-- Opening Marker --

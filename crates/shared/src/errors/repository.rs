use sqlx::Error as SqlxError;
use thiserror::Error;

const UNIQUE_VIOLATION: &str = "23505";
const FOREIGN_KEY_VIOLATION: &str = "23503";
const CHECK_VIOLATION: &str = "23514";
const SERIALIZATION_FAILURE: &str = "40001";
const DEADLOCK_DETECTED: &str = "40P01";
const LOCK_NOT_AVAILABLE: &str = "55P03";
const QUERY_CANCELED: &str = "57014";
const IDLE_IN_TRANSACTION_TIMEOUT: &str = "25P03";

#[derive(Debug, Error)]
pub enum RepositoryError {
    #[error("Database error: {0}")]
    Sqlx(SqlxError),

    #[error("Not found")]
    NotFound,

    #[error("Conflict: {0}")]
    Conflict(String),

    #[error("Already exists: {0}")]
    AlreadyExists(String),

    #[error("Foreign key violation: {0}")]
    ForeignKey(String),

    #[error("Constraint violation: {0}")]
    Constraint(String),

    #[error("Transaction timed out")]
    Timeout,

    #[error("Custom: {0}")]
    Custom(String),
}

impl From<SqlxError> for RepositoryError {
    fn from(err: SqlxError) -> Self {
        match &err {
            SqlxError::RowNotFound => RepositoryError::NotFound,
            SqlxError::PoolTimedOut => RepositoryError::Timeout,
            SqlxError::Database(db_err) => {
                let message = db_err.message().to_string();
                match db_err.code().as_deref() {
                    Some(UNIQUE_VIOLATION) => RepositoryError::AlreadyExists(message),
                    Some(FOREIGN_KEY_VIOLATION) => RepositoryError::ForeignKey(message),
                    Some(CHECK_VIOLATION) => RepositoryError::Constraint(message),
                    Some(SERIALIZATION_FAILURE) | Some(DEADLOCK_DETECTED)
                    | Some(LOCK_NOT_AVAILABLE) => RepositoryError::Conflict(message),
                    Some(QUERY_CANCELED) | Some(IDLE_IN_TRANSACTION_TIMEOUT) => {
                        RepositoryError::Timeout
                    }
                    _ => RepositoryError::Sqlx(err),
                }
            }
            _ => RepositoryError::Sqlx(err),
        }
    }
}

#[cfg(test)]
mod tests {
    use super::*;

    #[test]
    fn row_not_found_maps_to_not_found() {
        let err = RepositoryError::from(SqlxError::RowNotFound);
        assert!(matches!(err, RepositoryError::NotFound));
    }

    #[test]
    fn pool_timeout_maps_to_timeout() {
        let err = RepositoryError::from(SqlxError::PoolTimedOut);
        assert!(matches!(err, RepositoryError::Timeout));
    }
}
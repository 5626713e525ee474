mod auth;
mod order;
mod product;

pub use self::auth::{CreateUserRecordRequest, LoginRequest, RegisterRequest};
pub use self::order::{
    CreateOrderItemRecordRequest, CreateOrderRecordRequest, OrderItemRequest, PlaceOrderRequest,
};
pub use self::product::{CreateProductRequest, UpdateProductRequest};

-- Closing Marker --

Gather all lines of the records that include the word "message".

Exercise result:
                let message = db_err.message().to_string();
                    Some(UNIQUE_VIOLATION) => RepositoryError::AlreadyExists(message),
                    Some(FOREIGN_KEY_VIOLATION) => RepositoryError::ForeignKey(message),
                    Some(CHECK_VIOLATION) => RepositoryError::Constraint(message),
                    | Some(LOCK_NOT_AVAILABLE) => RepositoryError::Conflict(message),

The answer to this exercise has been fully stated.